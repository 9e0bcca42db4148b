use std::sync::atomic::{AtomicU64, Ordering};
use std::time::Duration;

use async_trait::async_trait;
use reqwest::Client;
use serde::{Deserialize, Serialize};
use serde_json::Value;

use super::error::RpcError;

/// Sends one JSON-RPC call to one endpoint.
///
/// The pool only talks to upstream nodes through this trait so tests can
/// substitute scripted transports.
#[async_trait]
pub trait RpcTransport: Send + Sync {
    async fn send(
        &self,
        url: &str,
        method: &str,
        params: &Value,
        timeout: Duration,
    ) -> Result<Value, RpcError>;
}

#[derive(Debug, Serialize, Deserialize)]
pub struct JsonRpcRequest {
    pub jsonrpc: String,
    pub id: Value,
    pub method: String,
    #[serde(default, skip_serializing_if = "Value::is_null")]
    pub params: Value,
}

#[derive(Debug, Deserialize)]
pub struct JsonRpcResponse {
    #[serde(default)]
    pub result: Option<Value>,
    #[serde(default)]
    pub error: Option<JsonRpcErrorObject>,
}

#[derive(Debug, Clone, Serialize, Deserialize)]
pub struct JsonRpcErrorObject {
    pub code: i64,
    pub message: String,
}

/// JSON-RPC over HTTP(S) using a shared `reqwest` client.
pub struct HttpTransport {
    http: Client,
    next_id: AtomicU64,
}

impl HttpTransport {
    pub fn new() -> Result<Self, RpcError> {
        let http = Client::builder()
            .pool_idle_timeout(Duration::from_secs(30))
            .pool_max_idle_per_host(32)
            .connect_timeout(Duration::from_secs(5))
            .tcp_keepalive(Duration::from_secs(30))
            .user_agent(concat!("solana-rpc-gateway/", env!("CARGO_PKG_VERSION")))
            .build()
            .map_err(|err| RpcError::Configuration(format!("HTTP client build failed: {}", err)))?;

        Ok(Self {
            http,
            next_id: AtomicU64::new(1),
        })
    }
}

#[async_trait]
impl RpcTransport for HttpTransport {
    async fn send(
        &self,
        url: &str,
        method: &str,
        params: &Value,
        timeout: Duration,
    ) -> Result<Value, RpcError> {
        let request = JsonRpcRequest {
            jsonrpc: "2.0".to_string(),
            id: Value::from(self.next_id.fetch_add(1, Ordering::Relaxed)),
            method: method.to_string(),
            params: params.clone(),
        };

        let response = self
            .http
            .post(url)
            .timeout(timeout)
            .json(&request)
            .send()
            .await
            .map_err(|err| {
                if err.is_timeout() {
                    RpcError::Timeout
                } else {
                    RpcError::Network(err.to_string())
                }
            })?;

        if !response.status().is_success() {
            return Err(RpcError::from_http_status(response.status().as_u16()));
        }

        let body = response.json::<JsonRpcResponse>().await.map_err(|err| {
            if err.is_timeout() {
                RpcError::Timeout
            } else {
                RpcError::Serialization(err.to_string())
            }
        })?;

        if let Some(error) = body.error {
            return Err(RpcError::from_rpc_error(error.code, &error.message));
        }

        Ok(body.result.unwrap_or(Value::Null))
    }
}

#[cfg(test)]
mod tests {
    use super::*;
    use serde_json::json;
    use wiremock::{
        matchers::{body_partial_json, method},
        Mock, MockServer, ResponseTemplate,
    };

    #[tokio::test]
    async fn returns_result_field() {
        let server = MockServer::start().await;
        Mock::given(method("POST"))
            .and(body_partial_json(json!({ "method": "getSlot" })))
            .respond_with(
                ResponseTemplate::new(200)
                    .set_body_json(json!({ "jsonrpc": "2.0", "id": 1, "result": 12345 })),
            )
            .mount(&server)
            .await;

        let transport = HttpTransport::new().unwrap();
        let result = transport
            .send(&server.uri(), "getSlot", &Value::Null, Duration::from_secs(2))
            .await
            .unwrap();

        assert_eq!(result, json!(12345));
    }

    #[tokio::test]
    async fn rpc_error_object_is_classified() {
        let server = MockServer::start().await;
        Mock::given(method("POST"))
            .respond_with(ResponseTemplate::new(200).set_body_json(json!({
                "jsonrpc": "2.0",
                "id": 1,
                "error": { "code": -32005, "message": "Too many requests" }
            })))
            .mount(&server)
            .await;

        let transport = HttpTransport::new().unwrap();
        let err = transport
            .send(&server.uri(), "getSlot", &Value::Null, Duration::from_secs(2))
            .await
            .unwrap_err();

        assert_eq!(err, RpcError::RateLimitExceeded);
    }

    #[tokio::test]
    async fn http_429_is_rate_limited() {
        let server = MockServer::start().await;
        Mock::given(method("POST"))
            .respond_with(ResponseTemplate::new(429))
            .mount(&server)
            .await;

        let transport = HttpTransport::new().unwrap();
        let err = transport
            .send(&server.uri(), "getSlot", &Value::Null, Duration::from_secs(2))
            .await
            .unwrap_err();

        assert_eq!(err, RpcError::RateLimitExceeded);
    }

    #[tokio::test]
    async fn slow_node_times_out() {
        let server = MockServer::start().await;
        Mock::given(method("POST"))
            .respond_with(
                ResponseTemplate::new(200)
                    .set_body_json(json!({ "jsonrpc": "2.0", "id": 1, "result": "ok" }))
                    .set_delay(Duration::from_millis(500)),
            )
            .mount(&server)
            .await;

        let transport = HttpTransport::new().unwrap();
        let err = transport
            .send(&server.uri(), "getHealth", &Value::Null, Duration::from_millis(100))
            .await
            .unwrap_err();

        assert_eq!(err, RpcError::Timeout);
    }

    #[test]
    fn null_params_are_omitted_from_request() {
        let request = JsonRpcRequest {
            jsonrpc: "2.0".into(),
            id: json!(1),
            method: "getHealth".into(),
            params: Value::Null,
        };
        let encoded = serde_json::to_value(&request).unwrap();
        assert!(encoded.get("params").is_none());
    }
}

» Task item: Would you copy every line of the entries that includes the word "Ordering"?

» Expected answer:
use std::sync::atomic::{AtomicU64, Ordering};
            id: Value::from(self.next_id.fetch_add(1, Ordering::Relaxed)),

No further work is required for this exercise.